- Born: Francisco Román Cenarro 4 October 1902 Barcelona, Catalonia, Spain
- Died: 10 October 1969 (aged 67) Barcelona, Catalonia, Spain
- Resting place: Cemetery of Montjuïc
- Citizenship: Spanish
- Occupations: Sports leader; Councilor of the City Council of Barcelona.;
- Known for: 14th president of RCD Espanyol

President of RCD Espanyol
- In office 1942–1947
- Preceded by: Genaro de la Riva
- Succeeded by: José Salas Painello

President of Catalan Football Federation
- In office April 1957 – 1961
- Preceded by: Ramon Capdevila
- Succeeded by: Antonio J. de Capmany

= Francisco Román Cenarro =

Spanish sports leader (1902 – 1969)

Francisco Román Cenarro (4 October 1902 – 10 October 1969), also known as Paco Román, was a Spanish man who served as the president of RCD Espanyol between 1942 and 1947, and then as the president of Catalan Football Federation between 1957 and 1961. Outside of sport, he also worked as a municipal councilor of the City Council of Barcelona.

==Presidency of RCD Espanyol==
In his youth, he was a player and always a sports enthusiast. In 1942, Román Cenarro was appointed as the 14th president of RCD Espanyol, replacing Genaro de la Riva. His continuing defense of the Sarrià stadium with the club's assets lead to a war against the De La Riva family, who had bought the stadium in 1922. This conflict was not resolved until months later, when the field became part of the club's heritage and the De La Riva family obtained compensation. In that same year, Román began the procedures to create the skate hockey section, electing Lieutenant Colonel Salas Painello as the section's delegate.
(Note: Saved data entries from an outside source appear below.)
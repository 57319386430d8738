//! Tracked-entity sets and the pending change set.
//!
//! One [`EntitySet`] exists per entity type, type-erased behind [`AnySet`]
//! so the tracker can hold them all in one map. Entries carry a
//! context-global staging sequence number; the commit batch is ordered by
//! it, so mutations reach the store in the order they were accumulated,
//! across types.

use std::any::{Any, TypeId};
use std::collections::HashMap;
use std::collections::hash_map::Entry;
use strata_store::{Mutation, Record, StoreError};
use strata_types::{Entity, EntityState};

struct Tracked<T> {
    entity: T,
    state: EntityState,
    seq: u64,
}

pub(crate) struct EntitySet<T: Entity> {
    entries: HashMap<String, Tracked<T>>,
}

impl<T: Entity> EntitySet<T> {
    fn new() -> Self {
        Self {
            entries: HashMap::new(),
        }
    }

    /// Blind insert: a fresh entity is assumed untracked. A colliding
    /// tracked id is replaced; the conflict, if real, is the store's to
    /// report at save time.
    pub fn add(&mut self, entity: T, seq: u64) {
        let id = entity.id();
        self.entries.insert(
            id,
            Tracked {
                entity,
                state: EntityState::Added,
                seq,
            },
        );
    }

    /// Tracks the value as `Unchanged` if absent; otherwise overwrites the
    /// tracked copy and keeps the current state.
    pub fn attach(&mut self, entity: T, seq: u64) {
        match self.entries.entry(entity.id()) {
            Entry::Occupied(mut slot) => {
                slot.get_mut().entity = entity;
            }
            Entry::Vacant(slot) => {
                slot.insert(Tracked {
                    entity,
                    state: EntityState::Unchanged,
                    seq,
                });
            }
        }
    }

    /// Attach-if-needed, overwrite the tracked copy, mark `Modified`.
    /// An `Added` entry stays `Added`: the row has never been persisted,
    /// so there is nothing to update yet.
    pub fn update(&mut self, entity: T, seq: u64) {
        match self.entries.entry(entity.id()) {
            Entry::Occupied(mut slot) => {
                let tracked = slot.get_mut();
                tracked.entity = entity;
                if tracked.state == EntityState::Unchanged {
                    tracked.seq = seq;
                }
                if tracked.state != EntityState::Added {
                    tracked.state = EntityState::Modified;
                }
            }
            Entry::Vacant(slot) => {
                slot.insert(Tracked {
                    entity,
                    state: EntityState::Modified,
                    seq,
                });
            }
        }
    }

    /// Attach-if-needed, then mark `Deleted`. Removing an `Added` entry
    /// detaches it entirely: the row was never persisted, so nothing must
    /// reach the store.
    pub fn remove(&mut self, entity: T, seq: u64) {
        match self.entries.entry(entity.id()) {
            Entry::Occupied(mut slot) => {
                if slot.get().state == EntityState::Added {
                    slot.remove();
                } else {
                    let tracked = slot.get_mut();
                    if tracked.state == EntityState::Unchanged {
                        tracked.seq = seq;
                    }
                    tracked.state = EntityState::Deleted;
                }
            }
            Entry::Vacant(slot) => {
                slot.insert(Tracked {
                    entity,
                    state: EntityState::Deleted,
                    seq,
                });
            }
        }
    }

    /// Overwrites the tracked copy with store state (reload path).
    pub fn refresh(&mut self, id: &str, entity: T) {
        if let Some(tracked) = self.entries.get_mut(id) {
            tracked.entity = entity;
            tracked.state = EntityState::Unchanged;
        }
    }

    pub fn state_of(&self, id: &str) -> Option<EntityState> {
        self.entries.get(id).map(|tracked| tracked.state)
    }
}

/// Type-erased view of an [`EntitySet`], held by the tracker.
pub(crate) trait AnySet: Send {
    fn pending_mutations(&self) -> Result<Vec<(u64, Mutation)>, StoreError>;
    fn mark_saved(&mut self);
    fn has_pending(&self) -> bool;
    fn as_any(&self) -> &dyn Any;
    fn as_any_mut(&mut self) -> &mut dyn Any;
}

impl<T: Entity> AnySet for EntitySet<T> {
    fn pending_mutations(&self) -> Result<Vec<(u64, Mutation)>, StoreError> {
        let mut staged = Vec::new();
        for tracked in self.entries.values() {
            let mutation = match tracked.state {
                EntityState::Unchanged => continue,
                EntityState::Added => Mutation::Insert {
                    entity_type: T::entity_type(),
                    record: Record::new(tracked.entity.id(), serde_json::to_value(&tracked.entity)?),
                },
                EntityState::Modified => Mutation::Update {
                    entity_type: T::entity_type(),
                    record: Record::new(tracked.entity.id(), serde_json::to_value(&tracked.entity)?),
                },
                EntityState::Deleted => Mutation::Delete {
                    entity_type: T::entity_type(),
                    id: tracked.entity.id(),
                },
            };
            staged.push((tracked.seq, mutation));
        }
        Ok(staged)
    }

    fn mark_saved(&mut self) {
        self.entries
            .retain(|_, tracked| tracked.state != EntityState::Deleted);
        for tracked in self.entries.values_mut() {
            tracked.state = EntityState::Unchanged;
        }
    }

    fn has_pending(&self) -> bool {
        self.entries.values().any(|tracked| tracked.state.is_pending())
    }

    fn as_any(&self) -> &dyn Any {
        self
    }

    fn as_any_mut(&mut self) -> &mut dyn Any {
        self
    }
}

/// All tracked sets of one context, plus the staging counter.
pub(crate) struct ChangeTracker {
    sets: HashMap<TypeId, Box<dyn AnySet>>,
    next_seq: u64,
}

impl ChangeTracker {
    pub fn new() -> Self {
        Self {
            sets: HashMap::new(),
            next_seq: 0,
        }
    }

    pub fn next_seq(&mut self) -> u64 {
        let seq = self.next_seq;
        self.next_seq += 1;
        seq
    }

    pub fn set_mut<T: Entity>(&mut self) -> &mut EntitySet<T> {
        self.sets
            .entry(TypeId::of::<T>())
            .or_insert_with(|| Box::new(EntitySet::<T>::new()))
            .as_any_mut()
            .downcast_mut::<EntitySet<T>>()
            .expect("tracked sets are keyed by TypeId")
    }

    pub fn set<T: Entity>(&self) -> Option<&EntitySet<T>> {
        self.sets
            .get(&TypeId::of::<T>())
            .and_then(|set| set.as_any().downcast_ref::<EntitySet<T>>())
    }

    /// The pending change set, in accumulation order across all types.
    pub fn batch(&self) -> Result<Vec<Mutation>, StoreError> {
        let mut staged = Vec::new();
        for set in self.sets.values() {
            staged.extend(set.pending_mutations()?);
        }
        staged.sort_by_key(|(seq, _)| *seq);
        Ok(staged.into_iter().map(|(_, mutation)| mutation).collect())
    }

    pub fn mark_saved(&mut self) {
        for set in self.sets.values_mut() {
            set.mark_saved();
        }
    }

    pub fn has_changes(&self) -> bool {
        self.sets.values().any(|set| set.has_pending())
    }
}
mod favorites;
mod helpers;
mod search;
mod shell;

pub(crate) use favorites::{
    cmd_favorite_add, cmd_favorite_remove, cmd_favorite_toggle, cmd_favorites_list,
};
pub(crate) use search::{cmd_list, cmd_search, cmd_show};
pub(crate) use shell::cmd_shell;
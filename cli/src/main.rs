mod commands;
mod config;
mod server;

use anyhow::Result;
use clap::{Parser, Subcommand};
use std::path::PathBuf;
use std::process;
use tracing::Level;

use crate::commands::{
    cmd_favorite_add, cmd_favorite_remove, cmd_favorite_toggle, cmd_favorites_list, cmd_list,
    cmd_search, cmd_shell, cmd_show,
};
use crate::config::Config;
use crate::server::SharedStore;
use pantry_core::catalog::Catalog;
use pantry_core::controller::Controller;
use pantry_core::db::Database;
use pantry_core::service::PantryService;
use pantry_core::store::MemoryStore;

#[derive(Parser)]
#[command(
    name = "pantry",
    version,
    about = "Find recipes by the ingredients you have",
    long_about = "Find recipes by the ingredients you have.\n\n\
        Search with a comma-separated ingredient list; a recipe matches when it\n\
        uses every ingredient you name. Favorites are saved between runs."
)]
struct Cli {
    /// Load recipes from a JSON file instead of the built-in catalog
    #[arg(long, global = true, value_name = "PATH")]
    catalog: Option<PathBuf>,
    /// Database file for favorites (default: pantry.db in the data directory)
    #[arg(long, global = true, value_name = "PATH")]
    db: Option<PathBuf>,
    /// Keep favorites in memory only; nothing is read from or written to disk
    #[arg(long, global = true, conflicts_with = "db")]
    ephemeral: bool,
    /// Print debug logs to stderr
    #[arg(short, long, global = true)]
    verbose: bool,
    #[command(subcommand)]
    command: Commands,
}

#[derive(Subcommand)]
enum Commands {
    /// Find recipes that use all of the given ingredients
    Search {
        /// Comma-separated ingredients (e.g. "tomato, basil")
        query: String,
        /// Ignore empty entries such as the one in "tomato,,basil"
        #[arg(long)]
        lenient: bool,
        /// Output as JSON
        #[arg(long)]
        json: bool,
    },
    /// List every recipe in the catalog
    List {
        /// Output as JSON
        #[arg(long)]
        json: bool,
    },
    /// Show one recipe
    Show {
        /// Recipe ID
        id: i64,
        /// Output as JSON
        #[arg(long)]
        json: bool,
    },
    /// Manage favorite recipes
    #[command(visible_alias = "fav")]
    Favorites {
        #[command(subcommand)]
        command: FavoriteCommands,
    },
    /// Interactive session: search, toggle and remove favorites
    Shell,
    /// Start the local JSON API server
    Serve {
        /// Port to listen on
        #[arg(short, long, default_value = "8080")]
        port: u16,
        /// Address to bind to (default: 127.0.0.1, use 0.0.0.0 to expose to network)
        #[arg(short, long, default_value = "127.0.0.1")]
        bind: String,
    },
}

#[derive(Subcommand)]
enum FavoriteCommands {
    /// List favorite recipes in the order they were added
    List {
        /// Output as JSON
        #[arg(long)]
        json: bool,
    },
    /// Add a recipe to favorites, or remove it if it already is one
    Toggle {
        /// Recipe ID
        id: i64,
        /// Output as JSON
        #[arg(long)]
        json: bool,
    },
    /// Add a recipe to favorites
    Add {
        /// Recipe ID
        id: i64,
        /// Output as JSON
        #[arg(long)]
        json: bool,
    },
    /// Remove a recipe from favorites
    Remove {
        /// Recipe ID
        id: i64,
        /// Output as JSON
        #[arg(long)]
        json: bool,
    },
}

#[tokio::main]
async fn main() {
    let cli = Cli::parse();
    init_tracing(cli.verbose);

    if let Err(e) = run(cli).await {
        eprintln!("Error: {e:#}");
        process::exit(1);
    }
}

fn init_tracing(verbose: bool) {
    let level = if verbose { Level::DEBUG } else { Level::INFO };
    tracing_subscriber::fmt()
        .with_max_level(level)
        .with_writer(std::io::stderr)
        .with_target(false)
        .init();
}

fn open_service(cli: &Cli) -> Result<PantryService<SharedStore>> {
    let catalog = match &cli.catalog {
        Some(path) => Catalog::load_file(path)?,
        None => Catalog::builtin(),
    };
    tracing::debug!(recipes = catalog.len(), "catalog ready");

    let store: SharedStore = if cli.ephemeral {
        Box::new(MemoryStore::new())
    } else {
        let mut config = Config::load()?;
        if let Some(path) = &cli.db {
            config = config.with_db_path(path.clone())?;
        }
        tracing::debug!(
            data_dir = %config.data_dir.display(),
            db = %config.db_path.display(),
            "opening favorites database"
        );
        Box::new(Database::open(&config.db_path)?)
    };

    Ok(PantryService::new(catalog, store))
}

async fn run(cli: Cli) -> Result<()> {
    let mut svc = open_service(&cli)?;

    match cli.command {
        Commands::Search {
            query,
            lenient,
            json,
        } => cmd_search(&svc, &query, lenient, json),
        Commands::List { json } => cmd_list(&svc, json),
        Commands::Show { id, json } => cmd_show(&svc, id, json),
        Commands::Favorites { command } => match command {
            FavoriteCommands::List { json } => cmd_favorites_list(&svc, json),
            FavoriteCommands::Toggle { id, json } => cmd_favorite_toggle(&mut svc, id, json),
            FavoriteCommands::Add { id, json } => cmd_favorite_add(&mut svc, id, json),
            FavoriteCommands::Remove { id, json } => cmd_favorite_remove(&mut svc, id, json),
        },
        Commands::Shell => cmd_shell(&mut Controller::new(svc)),
        Commands::Serve { port, bind } => server::start_server(svc, port, &bind).await,
    }
}
use std::sync::{Arc, Mutex, MutexGuard};

use anyhow::Context;
use axum::{
    Json, Router,
    extract::{
        Path, Query, Request, State,
        rejection::{PathRejection, QueryRejection},
    },
    http::{HeaderValue, StatusCode},
    middleware::{self, Next},
    response::{IntoResponse, Response},
    routing::{get, post, put},
};
use serde::{Deserialize, Serialize};
use tower_http::limit::RequestBodyLimitLayer;

use pantry_core::matcher::MatchOptions;
use pantry_core::service::PantryService;
use pantry_core::store::SettingsStore;

const BODY_LIMIT: usize = 16 * 1024; // 16 KB

pub(crate) type SharedStore = Box<dyn SettingsStore + Send>;

#[derive(Clone)]
struct AppState {
    service: Arc<Mutex<PantryService<SharedStore>>>,
}

impl AppState {
    fn service(&self) -> MutexGuard<'_, PantryService<SharedStore>> {
        self.service
            .lock()
            .unwrap_or_else(std::sync::PoisonError::into_inner)
    }
}

// --- Request / Response types ---

#[derive(Deserialize)]
struct SearchQuery {
    #[serde(default)]
    q: String,
    lenient: Option<bool>,
}

#[derive(Serialize)]
struct FavoriteResponse {
    id: i64,
    favorite: bool,
    #[serde(skip_serializing_if = "Option::is_none")]
    warning: Option<String>,
}

#[derive(Serialize)]
struct RemoveResponse {
    id: i64,
    removed: bool,
    #[serde(skip_serializing_if = "Option::is_none")]
    warning: Option<String>,
}

#[derive(Serialize)]
struct ErrorResponse {
    error: String,
}

// --- Error handling ---

enum ApiError {
    NotFound(String),
    BadRequest(String),
    Internal(anyhow::Error),
}

impl IntoResponse for ApiError {
    fn into_response(self) -> Response {
        let (status, message) = match self {
            Self::NotFound(msg) => (StatusCode::NOT_FOUND, msg),
            Self::BadRequest(msg) => (StatusCode::BAD_REQUEST, msg),
            Self::Internal(err) => {
                tracing::error!("Internal server error: {err:#}");
                (
                    StatusCode::INTERNAL_SERVER_ERROR,
                    "Internal server error".to_string(),
                )
            }
        };
        (status, Json(ErrorResponse { error: message })).into_response()
    }
}

impl From<anyhow::Error> for ApiError {
    fn from(err: anyhow::Error) -> Self {
        Self::Internal(err)
    }
}

impl From<PathRejection> for ApiError {
    fn from(rejection: PathRejection) -> Self {
        Self::BadRequest(rejection.body_text())
    }
}

impl From<QueryRejection> for ApiError {
    fn from(rejection: QueryRejection) -> Self {
        Self::BadRequest(rejection.body_text())
    }
}

// --- Middleware ---

async fn security_headers(request: Request, next: Next) -> Response {
    let mut response = next.run(request).await;
    let headers = response.headers_mut();
    headers.insert(
        "x-content-type-options",
        HeaderValue::from_static("nosniff"),
    );
    headers.insert("x-frame-options", HeaderValue::from_static("DENY"));
    headers.insert(
        "content-security-policy",
        HeaderValue::from_static("default-src 'none'"),
    );
    response
}

// --- Handlers ---

async fn search_recipes(
    State(state): State<AppState>,
    params: Result<Query<SearchQuery>, QueryRejection>,
) -> Result<Json<serde_json::Value>, ApiError> {
    let Query(params) = params?;
    let svc = state.service();
    let options = match params.lenient {
        Some(true) => MatchOptions::lenient(),
        Some(false) => MatchOptions::default(),
        None => svc.match_options(),
    };
    let cards = svc.search_with(&params.q, options);
    let value = serde_json::to_value(&cards).context("failed to serialize recipes")?;
    Ok(Json(value))
}

async fn get_recipe(
    State(state): State<AppState>,
    id: Result<Path<i64>, PathRejection>,
) -> Result<Json<serde_json::Value>, ApiError> {
    let Path(id) = id?;
    let svc = state.service();
    let card = svc
        .recipe(id)
        .ok_or_else(|| ApiError::NotFound(format!("Recipe with id {id} not found")))?;
    let value = serde_json::to_value(&card).context("failed to serialize recipe")?;
    Ok(Json(value))
}

async fn list_favorites(
    State(state): State<AppState>,
) -> Result<Json<serde_json::Value>, ApiError> {
    let svc = state.service();
    let value =
        serde_json::to_value(svc.favorite_recipes()).context("failed to serialize favorites")?;
    Ok(Json(value))
}

async fn toggle_favorite(
    State(state): State<AppState>,
    id: Result<Path<i64>, PathRejection>,
) -> Result<Json<FavoriteResponse>, ApiError> {
    let Path(id) = id?;
    let mut svc = state.service();
    require_recipe(&svc, id)?;
    let favorite = svc.toggle_favorite(id);
    let warning = svc.take_write_error().map(|e| e.to_string());
    Ok(Json(FavoriteResponse {
        id,
        favorite,
        warning,
    }))
}

async fn add_favorite(
    State(state): State<AppState>,
    id: Result<Path<i64>, PathRejection>,
) -> Result<Json<FavoriteResponse>, ApiError> {
    let Path(id) = id?;
    let mut svc = state.service();
    require_recipe(&svc, id)?;
    svc.add_favorite(id);
    let warning = svc.take_write_error().map(|e| e.to_string());
    Ok(Json(FavoriteResponse {
        id,
        favorite: true,
        warning,
    }))
}

// Ids missing from the catalog are accepted here so stale favorites can be cleared.
async fn remove_favorite(
    State(state): State<AppState>,
    id: Result<Path<i64>, PathRejection>,
) -> Result<Json<RemoveResponse>, ApiError> {
    let Path(id) = id?;
    let mut svc = state.service();
    let removed = svc.remove_favorite(id);
    let warning = svc.take_write_error().map(|e| e.to_string());
    Ok(Json(RemoveResponse {
        id,
        removed,
        warning,
    }))
}

fn require_recipe(svc: &PantryService<SharedStore>, id: i64) -> Result<(), ApiError> {
    if svc.catalog().contains(id) {
        Ok(())
    } else {
        Err(ApiError::NotFound(format!("Recipe with id {id} not found")))
    }
}

// --- Router builder ---

fn build_router(state: AppState) -> Router {
    Router::new()
        .route("/api/recipes", get(search_recipes))
        .route("/api/recipes/{id}", get(get_recipe))
        .route("/api/favorites", get(list_favorites))
        .route(
            "/api/favorites/{id}",
            put(add_favorite).delete(remove_favorite),
        )
        .route("/api/favorites/{id}/toggle", post(toggle_favorite))
        .layer(RequestBodyLimitLayer::new(BODY_LIMIT))
        .layer(middleware::from_fn(security_headers))
        .with_state(state)
}

// --- Server startup ---

pub async fn start_server(
    service: PantryService<SharedStore>,
    port: u16,
    bind: &str,
) -> anyhow::Result<()> {
    let state = AppState {
        service: Arc::new(Mutex::new(service)),
    };

    let app = build_router(state);

    if bind != "127.0.0.1" && bind != "localhost" {
        tracing::warn!(
            "Listening on {bind}. Any device on your network can read and change your favorites."
        );
    }

    let listener = tokio::net::TcpListener::bind(format!("{bind}:{port}"))
        .await
        .with_context(|| format!("failed to bind {bind}:{port}"))?;
    tracing::info!("Listening on http://{bind}:{port}");
    axum::serve(listener, app).await?;

    Ok(())
}

#[cfg(test)]
mod tests {
    use super::*;
    use axum::body::Body;
    use http_body_util::BodyExt;
    use pantry_core::catalog::Catalog;
    use pantry_core::favorites::FAVORITES_KEY;
    use pantry_core::store::MemoryStore;
    use tower::ServiceExt;

    fn test_state(store: MemoryStore) -> AppState {
        let store: SharedStore = Box::new(store);
        AppState {
            service: Arc::new(Mutex::new(PantryService::new(Catalog::builtin(), store))),
        }
    }

    fn test_app() -> Router {
        build_router(test_state(MemoryStore::new()))
    }

    async fn send(app: Router, request: axum::http::Request<Body>) -> (StatusCode, serde_json::Value) {
        let response = app.oneshot(request).await.unwrap();
        let status = response.status();
        let body = response.into_body().collect().await.unwrap().to_bytes();
        let json: serde_json::Value = serde_json::from_slice(&body).unwrap();
        (status, json)
    }

    fn get_req(uri: &str) -> axum::http::Request<Body> {
        axum::http::Request::get(uri).body(Body::empty()).unwrap()
    }

    fn ids(json: &serde_json::Value) -> Vec<i64> {
        json.as_array()
            .unwrap()
            .iter()
            .map(|r| r["id"].as_i64().unwrap())
            .collect()
    }

    #[tokio::test]
    async fn search_filters_by_all_ingredients() {
        let (status, json) = send(test_app(), get_req("/api/recipes?q=Tomato,%20Basil")).await;
        assert_eq!(status, StatusCode::OK);
        assert_eq!(ids(&json), [1, 2]);
        assert_eq!(json[0]["favorite"], false);
        assert_eq!(json[0]["name"], "Margherita Pizza");
    }

    #[tokio::test]
    async fn search_without_query_returns_catalog() {
        let (status, json) = send(test_app(), get_req("/api/recipes")).await;
        assert_eq!(status, StatusCode::OK);
        assert_eq!(ids(&json), (1..=9).collect::<Vec<i64>>());
    }

    #[tokio::test]
    async fn search_no_match_returns_empty_list() {
        let (status, json) =
            send(test_app(), get_req("/api/recipes?q=cheese,nonexistent")).await;
        assert_eq!(status, StatusCode::OK);
        assert_eq!(json, serde_json::json!([]));
    }

    #[tokio::test]
    async fn search_lenient_skips_empty_tokens() {
        let app = test_app();
        let (_, strict) = send(app.clone(), get_req("/api/recipes?q=tomato,,basil")).await;
        assert_eq!(strict, serde_json::json!([]));

        let (_, lenient) = send(app, get_req("/api/recipes?q=tomato,,basil&lenient=true")).await;
        assert_eq!(ids(&lenient), [1, 2]);
    }

    #[tokio::test]
    async fn get_recipe_by_id() {
        let (status, json) = send(test_app(), get_req("/api/recipes/3")).await;
        assert_eq!(status, StatusCode::OK);
        assert_eq!(json["name"], "Grilled Cheese Sandwich");

        let (status, json) = send(test_app(), get_req("/api/recipes/99")).await;
        assert_eq!(status, StatusCode::NOT_FOUND);
        assert_eq!(json["error"], "Recipe with id 99 not found");
    }

    #[tokio::test]
    async fn toggle_flow_updates_favorites_and_search() {
        let state = test_state(MemoryStore::new());
        let app = build_router(state.clone());

        let toggle = || {
            axum::http::Request::post("/api/favorites/4/toggle")
                .body(Body::empty())
                .unwrap()
        };

        let (status, json) = send(app.clone(), toggle()).await;
        assert_eq!(status, StatusCode::OK);
        assert_eq!(json, serde_json::json!({ "id": 4, "favorite": true }));

        let (_, favorites) = send(app.clone(), get_req("/api/favorites")).await;
        assert_eq!(ids(&favorites), [4]);

        let (_, results) = send(app.clone(), get_req("/api/recipes?q=garlic")).await;
        assert_eq!(results[0]["id"], 4);
        assert_eq!(results[0]["favorite"], true);
        assert_eq!(results[1]["favorite"], false);

        let (_, json) = send(app.clone(), toggle()).await;
        assert_eq!(json["favorite"], false);
        let (_, favorites) = send(app, get_req("/api/favorites")).await;
        assert_eq!(favorites, serde_json::json!([]));

        let svc = state.service();
        assert_eq!(svc.store().get(FAVORITES_KEY).unwrap().as_deref(), Some("[]"));
    }

    #[tokio::test]
    async fn toggle_unknown_recipe_returns_404() {
        let state = test_state(MemoryStore::new());
        let app = build_router(state.clone());
        let (status, _) = send(
            app,
            axum::http::Request::post("/api/favorites/42/toggle")
                .body(Body::empty())
                .unwrap(),
        )
        .await;
        assert_eq!(status, StatusCode::NOT_FOUND);
        assert!(state.service().favorite_ids().is_empty());
    }

    #[tokio::test]
    async fn put_favorite_is_idempotent() {
        let state = test_state(MemoryStore::new());
        let app = build_router(state.clone());
        for _ in 0..2 {
            let (status, json) = send(
                app.clone(),
                axum::http::Request::put("/api/favorites/7")
                    .body(Body::empty())
                    .unwrap(),
            )
            .await;
            assert_eq!(status, StatusCode::OK);
            assert_eq!(json["favorite"], true);
        }
        assert_eq!(state.service().favorite_ids(), [7]);
    }

    #[tokio::test]
    async fn delete_favorite_tolerates_dangling_and_absent_ids() {
        let state = test_state(MemoryStore::new().with_value(FAVORITES_KEY, "[99,2]"));
        let app = build_router(state.clone());

        let delete = |uri: &str| axum::http::Request::delete(uri).body(Body::empty()).unwrap();

        // Dangling id is hidden from the list but can still be removed
        let (_, favorites) = send(app.clone(), get_req("/api/favorites")).await;
        assert_eq!(ids(&favorites), [2]);

        let (status, json) = send(app.clone(), delete("/api/favorites/99")).await;
        assert_eq!(status, StatusCode::OK);
        assert_eq!(json, serde_json::json!({ "id": 99, "removed": true }));

        let (_, json) = send(app, delete("/api/favorites/5")).await;
        assert_eq!(json["removed"], false);
        assert_eq!(state.service().favorite_ids(), [2]);
    }

    #[tokio::test]
    async fn malformed_recipe_id_is_json_bad_request() {
        let (status, json) = send(test_app(), get_req("/api/recipes/abc")).await;
        assert_eq!(status, StatusCode::BAD_REQUEST);
        assert!(json["error"].as_str().unwrap().contains("abc"));

        let toggle = axum::http::Request::post("/api/favorites/pizza/toggle")
            .body(Body::empty())
            .unwrap();
        let (status, json) = send(test_app(), toggle).await;
        assert_eq!(status, StatusCode::BAD_REQUEST);
        assert!(json["error"].is_string());
    }

    #[tokio::test]
    async fn malformed_query_is_json_bad_request() {
        let (status, json) = send(test_app(), get_req("/api/recipes?lenient=maybe")).await;
        assert_eq!(status, StatusCode::BAD_REQUEST);
        assert!(json["error"].is_string());
    }

    #[tokio::test]
    async fn body_size_limit_rejects_oversized() {
        let state = test_state(MemoryStore::new());
        let app = build_router(state.clone());

        let big_body = vec![b'x'; BODY_LIMIT + 1];
        let response = app
            .oneshot(
                axum::http::Request::put("/api/favorites/1")
                    .header("content-type", "application/json")
                    .header("content-length", big_body.len())
                    .body(Body::from(big_body))
                    .unwrap(),
            )
            .await
            .unwrap();

        assert_eq!(response.status(), StatusCode::PAYLOAD_TOO_LARGE);
        assert!(state.service().favorite_ids().is_empty());
    }

    #[tokio::test]
    async fn security_headers_present() {
        let response = test_app().oneshot(get_req("/api/recipes")).await.unwrap();

        let headers = response.headers();
        assert_eq!(headers.get("x-content-type-options").unwrap(), "nosniff");
        assert_eq!(headers.get("x-frame-options").unwrap(), "DENY");
        assert_eq!(
            headers.get("content-security-policy").unwrap(),
            "default-src 'none'"
        );
    }
}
Under his leadership, the club reached the final of the 1947 Copa del Generalísimo (the name of the Copa del Rey during Francoist Spain) against Real Madrid CF, which was designated to be held in a venue at La Coruña, which caused Román to clash with the Spanish Football Federation. This fact caused Paco Román to be terminated as president of the club by the Federation. The final ended in a 0–2 loss to Madrid, courtesy of two extra-time goals from Pablo Vidal and Pruden. This confrontation with established power generated the sympathy of the fans, the establishments and even of the Catalan press. Julià Clapera then held the presidency on an interim basis, until Salas Painello was elected as the new president.

==Other presidencies==
In 1951, in an attempt to gain the presidency of the Spanish Federation, he positioned himself in favor of FC Barcelona and against Real Madrid, which was considered as being damaging to RCD Espanyol, thus earning him the antipathy of many of those who had once admired him.

In April 1957, Román was appointed as the president of the Catalan Football Federation (replacing Ramon Capdevila), a position that he held for four years until 1961, when he was replaced by Antonio J. de Capmany. He was also a representative and vice president of the Inter-Cities Fairs Cup Committee in Spain.

==Later life and death==
In the decrees of the Barcelona mayorship of July 1961, Román appeared as a vocal in the presentation of both the industrial and economic paper and in the presentation on public services reform, both of which for the Municipality of Barcelona. He also appears as the only member of the Provincial Tourism Board and as a Councilor of the municipal executive commission of the City Council of Barcelona.

Román died in Barcelona on 10 October 1969, at the age of 66, and was then buried at the Cemetery of Montjuïc. On the following day the Spanish newspaper Mundo Deportivo stated that "Don Francisco died in our city, one of the personalities with the most pronounced and most prominent character that Catalan sport has had in recent decades".